The related question says this:
[... w]here $y^*$ is the value satisfies the following:
$$
1 = P_2\left( \Pi_{D_1} \left( \begin{bmatrix}
Z & z \\
z^T & y^*
\end{bmatrix} \right) \right)
$$
This can be solved numerically via a 1-dimensional root-finding method.
I'm not sure if it's possible to avoid calculating a full eigenvalue decomposition every time you project onto to $D_1$.
On the right hand side, you have an expression that involves a number called $y^{*}$ Let me rewrite it using $s$, and slightly shuffle things while I'm at it:
$$
0 = P_2\left( \Pi_{D_1} \left( \begin{bmatrix}
Z & z \\
z^T & s
\end{bmatrix} \right) \right) - 1
$$
Now on the right we have something that depends on the number $s$ --- let's write
$$
f(s) = P_2\left( \Pi_{D_1} \left( \begin{bmatrix}
Z & z \\
z^T & s
\end{bmatrix} \right) \right) - 1
$$
and we're hoping to find a value of $s$ with $f(s) = 0$. Such a thing is called a root of $f$, and a pretty typical approach to finding a root is something like bisection:
First, you find a value $s_1$ of $s$ where $f(s_1) < 0$; then you find another where $f(s_2) > 0$. For the sake of argument, I'm going to say that $s_1 < s_2$.
Observing that $f$ is a continuous function of $s$, we know that for some number between $s_1$ and $s_2$, there's a value $q$ with $f(q) = 0$. This is where bisection comes in.
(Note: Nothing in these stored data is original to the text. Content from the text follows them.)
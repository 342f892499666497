//! Immutable, reference-counted processor path: an ordered tuple of up to
//! `MAX_PATH_LEN` processor module handles, memoised by the processor
//! master per `(source_ip, destination_ip, listener_id)`.

use std::net::IpAddr;
use std::sync::Arc;

/// Compile-time bound on path length (`L` in the specification).
pub const MAX_PATH_LEN: usize = 5;

/// One hop in a processor path: the handle used to push metadata plus the
/// module's name (co-located so path consumers never need a second lookup).
#[derive(Debug, Clone, PartialEq, Eq)]
pub struct PathNode {
    pub handle: u32,
    pub name: Arc<str>,
}

/// An immutable, shareable ordered sequence of processor hops. Cloning is
/// cheap (an `Arc` bump); content never changes after construction.
#[derive(Debug, Clone, PartialEq, Eq)]
pub struct Path(Arc<[PathNode]>);

impl Path {
    /// The empty path means "send directly to the sender".
    pub fn empty() -> Path {
        Path(Arc::from(Vec::new().into_boxed_slice()))
    }

    pub fn new(nodes: Vec<PathNode>) -> Result<Path, crate::error::Error> {
        if nodes.len() > MAX_PATH_LEN {
            return Err(crate::error::ErrorKind::ProcessorTooMany.into());
        }
        Ok(Path(Arc::from(nodes.into_boxed_slice())))
    }

    pub fn is_empty(&self) -> bool {
        self.0.is_empty()
    }

    pub fn len(&self) -> usize {
        self.0.len()
    }

    pub fn get(&self, index: usize) -> Option<&PathNode> {
        self.0.get(index)
    }

    pub fn nodes(&self) -> &[PathNode] {
        &self.0
    }
}

/// Key used to memoise resolved paths: source and destination address plus
/// the listener that originated the packet.
#[derive(Debug, Clone, PartialEq, Eq, Hash)]
pub struct PathKey {
    pub source: IpAddr,
    pub destination: IpAddr,
    pub listener_id: u32,
}

#[cfg(test)]
mod tests {
    use super::*;

    #[test]
    fn empty_path_has_zero_length() {
        let path = Path::empty();
        assert!(path.is_empty());
        assert_eq!(path.len(), 0);
    }

    #[test]
    fn path_rejects_too_many_nodes() {
        let nodes = (0..(MAX_PATH_LEN + 1))
            .map(|i| PathNode {
                handle: i as u32,
                name: Arc::from(format!("processor-{}", i)),
            })
            .collect();
        assert!(Path::new(nodes).is_err());
    }

    #[test]
    fn equal_paths_compare_equal() {
        let a = Path::new(vec![PathNode {
            handle: 1,
            name: Arc::from("filter"),
        }])
        .unwrap();
        let b = a.clone();
        assert_eq!(a, b);
    }
}
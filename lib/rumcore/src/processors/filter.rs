//! Example filter processor: drops a packet's fan-out when its buffer
//! matches a configured sample. The resolved reading of the comparison
//! open question (§9) is used here: the comparison covers
//! `min(sample.len(), buffer.len())` bytes, never more than either side
//! actually holds.

use crate::metadata::Metadata;
use crate::processor::Processor;

pub struct FilterProcessor {
    sample: Vec<u8>,
}

impl FilterProcessor {
    pub fn new(sample: Vec<u8>) -> FilterProcessor {
        FilterProcessor { sample }
    }

    fn matches(&self, buffer: &[u8]) -> bool {
        let len = self.sample.len().min(buffer.len());
        self.sample[..len] == buffer[..len]
    }
}

impl Processor for FilterProcessor {
    fn process(&self, meta: &mut Metadata) {
        if self.matches(meta.packet().buffer()) {
            for i in 0..meta.client_count() {
                meta.mask_set(i, false);
            }
        }
    }
}

#[cfg(test)]
mod tests {
    use super::*;
    use crate::metadata::ClientDescriptor;
    use crate::packet::{Packet, PacketRef};

    fn meta_with_buffer(buffer: &[u8]) -> Metadata {
        let packet = PacketRef::new(Packet::new(
            1,
            1234,
            "udp-0".to_owned(),
            "127.0.0.1:9".parse().unwrap(),
            buffer.to_vec(),
        ));
        Metadata::new(
            packet,
            vec![ClientDescriptor {
                address: "10.0.0.1".parse().unwrap(),
                last_seen: 0,
                listener_id: 0,
                permanent: false,
            }],
        )
    }

    #[test]
    fn scenario_s1_drops_matching_payload() {
        let filter = FilterProcessor::new(b"HELLO".to_vec());
        let mut meta = meta_with_buffer(b"HELLO");
        filter.process(&mut meta);
        assert_eq!(meta.valid_count(), 0);
    }

    #[test]
    fn scenario_s2_passes_non_matching_payload() {
        let filter = FilterProcessor::new(b"HELLO".to_vec());
        let mut meta = meta_with_buffer(b"WORLD");
        filter.process(&mut meta);
        assert_eq!(meta.valid_count(), 1);
    }

    #[test]
    fn comparison_is_bounded_by_shorter_side() {
        let filter = FilterProcessor::new(b"HELLO-THIS-SAMPLE-IS-LONGER".to_vec());
        let mut meta = meta_with_buffer(b"HELLO");
        filter.process(&mut meta);
        assert_eq!(meta.valid_count(), 0, "sample longer than buffer still matches over the shared prefix");
    }

    #[test]
    fn buffer_longer_than_sample_still_compares_prefix() {
        let filter = FilterProcessor::new(b"HEL".to_vec());
        let mut meta = meta_with_buffer(b"HELLO");
        filter.process(&mut meta);
        assert_eq!(meta.valid_count(), 0);
    }
}
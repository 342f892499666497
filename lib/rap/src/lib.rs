//! Wire codec for the reflector's administrative protocol (RAP/1.0): a
//! text, CRLF-separated request/response format modelled on the example
//! `CLIENTS` frame used by the control front-end.
//!
//! This crate owns only the framing and parsing; it has no notion of what a
//! method *means* — that is the management master's job.

use std::fmt;

pub const PROTOCOL_VERSION: &str = "RAP/1.0";

#[derive(Debug, Clone, PartialEq, Eq)]
pub struct Request {
    pub method: String,
    pub headers: Vec<(String, String)>,
    pub body: Vec<u8>,
}

impl Request {
    pub fn header(&self, name: &str) -> Option<&str> {
        self.headers
            .iter()
            .find(|(k, _)| k.eq_ignore_ascii_case(name))
            .map(|(_, v)| v.as_str())
    }

    /// Whether this request carries `Sync: on`, selecting the reflector-wide
    /// synchronous request gate.
    pub fn wants_sync(&self) -> bool {
        self.header("Sync").map(|v| v.eq_ignore_ascii_case("on")).unwrap_or(false)
    }
}

#[derive(Debug, Clone, PartialEq, Eq)]
pub struct Response {
    pub code: u16,
    pub id: Option<String>,
    pub headers: Vec<(String, String)>,
    pub body: Vec<u8>,
}

impl Response {
    pub fn new(code: u16) -> Response {
        Response {
            code,
            id: None,
            headers: Vec::new(),
            body: Vec::new(),
        }
    }

    pub fn with_id(mut self, id: impl Into<String>) -> Response {
        self.id = Some(id.into());
        self
    }

    pub fn with_header(mut self, name: impl Into<String>, value: impl Into<String>) -> Response {
        self.headers.push((name.into(), value.into()));
        self
    }

    pub fn with_body(mut self, body: Vec<u8>) -> Response {
        self.headers
            .push(("Content-Length".to_owned(), body.len().to_string()));
        self.body = body;
        self
    }

    /// Serializes the response as a CRLF-separated frame ready to write to
    /// the originating connection.
    pub fn encode(&self) -> Vec<u8> {
        let mut out = format!("{} {}\r\n", self.code, PROTOCOL_VERSION).into_bytes();
        if let Some(ref id) = self.id {
            out.extend_from_slice(format!("Id: {}\r\n", id).as_bytes());
        }
        for (k, v) in &self.headers {
            out.extend_from_slice(format!("{}: {}\r\n", k, v).as_bytes());
        }
        out.extend_from_slice(b"\r\n");
        out.extend_from_slice(&self.body);
        out
    }
}

#[derive(Debug, Clone, Copy, PartialEq, Eq)]
pub enum ParseError {
    Line,
    Header,
    Content,
}

impl fmt::Display for ParseError {
    fn fmt(&self, f: &mut fmt::Formatter<'_>) -> fmt::Result {
        match self {
            ParseError::Line => write!(f, "malformed request line"),
            ParseError::Header => write!(f, "malformed header line"),
            ParseError::Content => write!(f, "body shorter than Content-Length"),
        }
    }
}

impl std::error::Error for ParseError {}

/// Result of attempting to parse one request out of a buffer: either a
/// complete request plus the number of bytes it consumed, or a signal that
/// more bytes are needed before a full frame is available.
#[derive(Debug, PartialEq, Eq)]
pub enum ParseOutcome {
    Complete { request: Request, consumed: usize },
    Incomplete,
}

/// Parses at most one request frame from the front of `buf`. Callers reading
/// off a streaming connection should buffer bytes, call this repeatedly, and
/// drain `consumed` bytes on `Complete` before parsing again.
pub fn parse_request(buf: &[u8]) -> Result<ParseOutcome, ParseError> {
    let header_end = match find_subslice(buf, b"\r\n\r\n") {
        Some(pos) => pos,
        None => return Ok(ParseOutcome::Incomplete),
    };

    let head = std::str::from_utf8(&buf[..header_end]).map_err(|_| ParseError::Line)?;
    let mut lines = head.split("\r\n");

    let request_line = lines.next().ok_or(ParseError::Line)?;
    let mut parts = request_line.splitn(2, ' ');
    let method = parts.next().filter(|s| !s.is_empty()).ok_or(ParseError::Line)?;
    let proto = parts.next().ok_or(ParseError::Line)?;
    if proto != PROTOCOL_VERSION {
        return Err(ParseError::Line);
    }

    let mut headers = Vec::new();
    for line in lines {
        let colon = line.find(':').ok_or(ParseError::Header)?;
        let name = line[..colon].trim().to_owned();
        let value = line[colon + 1..].trim().to_owned();
        if name.is_empty() {
            return Err(ParseError::Header);
        }
        headers.push((name, value));
    }

    let content_length: usize = headers
        .iter()
        .find(|(k, _)| k.eq_ignore_ascii_case("Content-Length"))
        .map(|(_, v)| v.parse().map_err(|_| ParseError::Header))
        .transpose()?
        .unwrap_or(0);

    const MAX_BODY_LEN: usize = 16 * 1024 * 1024;
    if content_length > MAX_BODY_LEN {
        return Err(ParseError::Content);
    }

    let body_start = header_end + 4;
    let body_end = body_start + content_length;
    if buf.len() < body_end {
        return Ok(ParseOutcome::Incomplete);
    }

    let request = Request {
        method: method.to_owned(),
        headers,
        body: buf[body_start..body_end].to_vec(),
    };

    Ok(ParseOutcome::Complete {
        request,
        consumed: body_end,
    })
}

fn find_subslice(haystack: &[u8], needle: &[u8]) -> Option<usize> {
    haystack.windows(needle.len()).position(|w| w == needle)
}

#[cfg(test)]
mod tests {
    use super::*;

    const CLIENTS_FRAME: &str = "CLIENTS RAP/1.0\r\nTarget: listener/udp-0.0.0.0:1234\r\nAction: add\r\nAddress: 192.0.2.17/32\r\n\r\n";

    #[test]
    fn parses_clients_example_frame() {
        let outcome = parse_request(CLIENTS_FRAME.as_bytes()).unwrap();
        match outcome {
            ParseOutcome::Complete { request, consumed } => {
                assert_eq!(consumed, CLIENTS_FRAME.len());
                assert_eq!(request.method, "CLIENTS");
                assert_eq!(request.header("Target"), Some("listener/udp-0.0.0.0:1234"));
                assert_eq!(request.header("Action"), Some("add"));
                assert_eq!(request.header("Address"), Some("192.0.2.17/32"));
                assert!(request.body.is_empty());
            }
            ParseOutcome::Incomplete => panic!("expected a complete frame"),
        }
    }

    #[test]
    fn incomplete_frame_requests_more_data() {
        let partial = "CLIENTS RAP/1.0\r\nTarget: x";
        assert!(matches!(parse_request(partial.as_bytes()), Ok(ParseOutcome::Incomplete)));
    }

    #[test]
    fn body_respects_content_length() {
        let frame = b"PROCESS RAP/1.0\r\nContent-Length: 5\r\n\r\nhellotrailing";
        let outcome = parse_request(frame).unwrap();
        match outcome {
            ParseOutcome::Complete { request, consumed } => {
                assert_eq!(request.body, b"hello");
                assert_eq!(consumed, frame.len() - "trailing".len());
            }
            ParseOutcome::Incomplete => panic!("expected a complete frame"),
        }
    }

    #[test]
    fn rejects_mismatched_protocol_version() {
        let frame = "CLIENTS RAP/2.0\r\n\r\n";
        assert_eq!(parse_request(frame.as_bytes()), Err(ParseError::Line));
    }

    #[test]
    fn response_roundtrips_id_and_body() {
        let response = Response::new(200).with_id("abc").with_body(b"ok".to_vec());
        let encoded = String::from_utf8(response.encode()).unwrap();
        assert!(encoded.starts_with("200 RAP/1.0\r\n"));
        assert!(encoded.contains("Id: abc\r\n"));
        assert!(encoded.contains("Content-Length: 2\r\n"));
        assert!(encoded.ends_with("\r\n\r\nok"));
    }

    #[test]
    fn sync_header_is_case_insensitive() {
        let frame = "STATUS RAP/1.0\r\nSync: ON\r\n\r\n";
        if let ParseOutcome::Complete { request, .. } = parse_request(frame.as_bytes()).unwrap() {
            assert!(request.wants_sync());
        } else {
            panic!("expected a complete frame");
        }
    }
}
We repeatedly do the following:
- Let $t = \frac{s_1 + s_2}{2}$.
- Let $c = f(t)$. If $c > 0$, replace $s_2$ with $t$ (i.e., set $s_2$ to be the number $t$. If instead $c < 0$, replace $s_1$ with $t$. If $c = 0$, then you've hit the jackpot, because you have found a number $t$ with $f(t)= 0$.
Each time you repeat this process, the length of the interval $[s_1, s_2]$ is divided in half. Do it ten times, and the interval shrinks by a factor of 1024. Do it 100 times, and it shrinks by a factor of more than $10^{30}$. At that point, whatever mechanism you're computing with will probably be running out of precision, so you stop and report the last found value of $t$ as a very good approximation of $y^{*}$.
BTW, bisection is a really basic root-finding algorithm, but it's also very simple, which has some charm.
You might be wondering about that first step -- finding values of $s$ that make $f$ positive and make it negative. I think that in this case you can do that by trying more and more positive values for $s$, and then more and more negative values, until you get ones with opposite signs, but to be honest, I haven't looked carefully enough at the definitions of the projection maps to be certain that this is correct.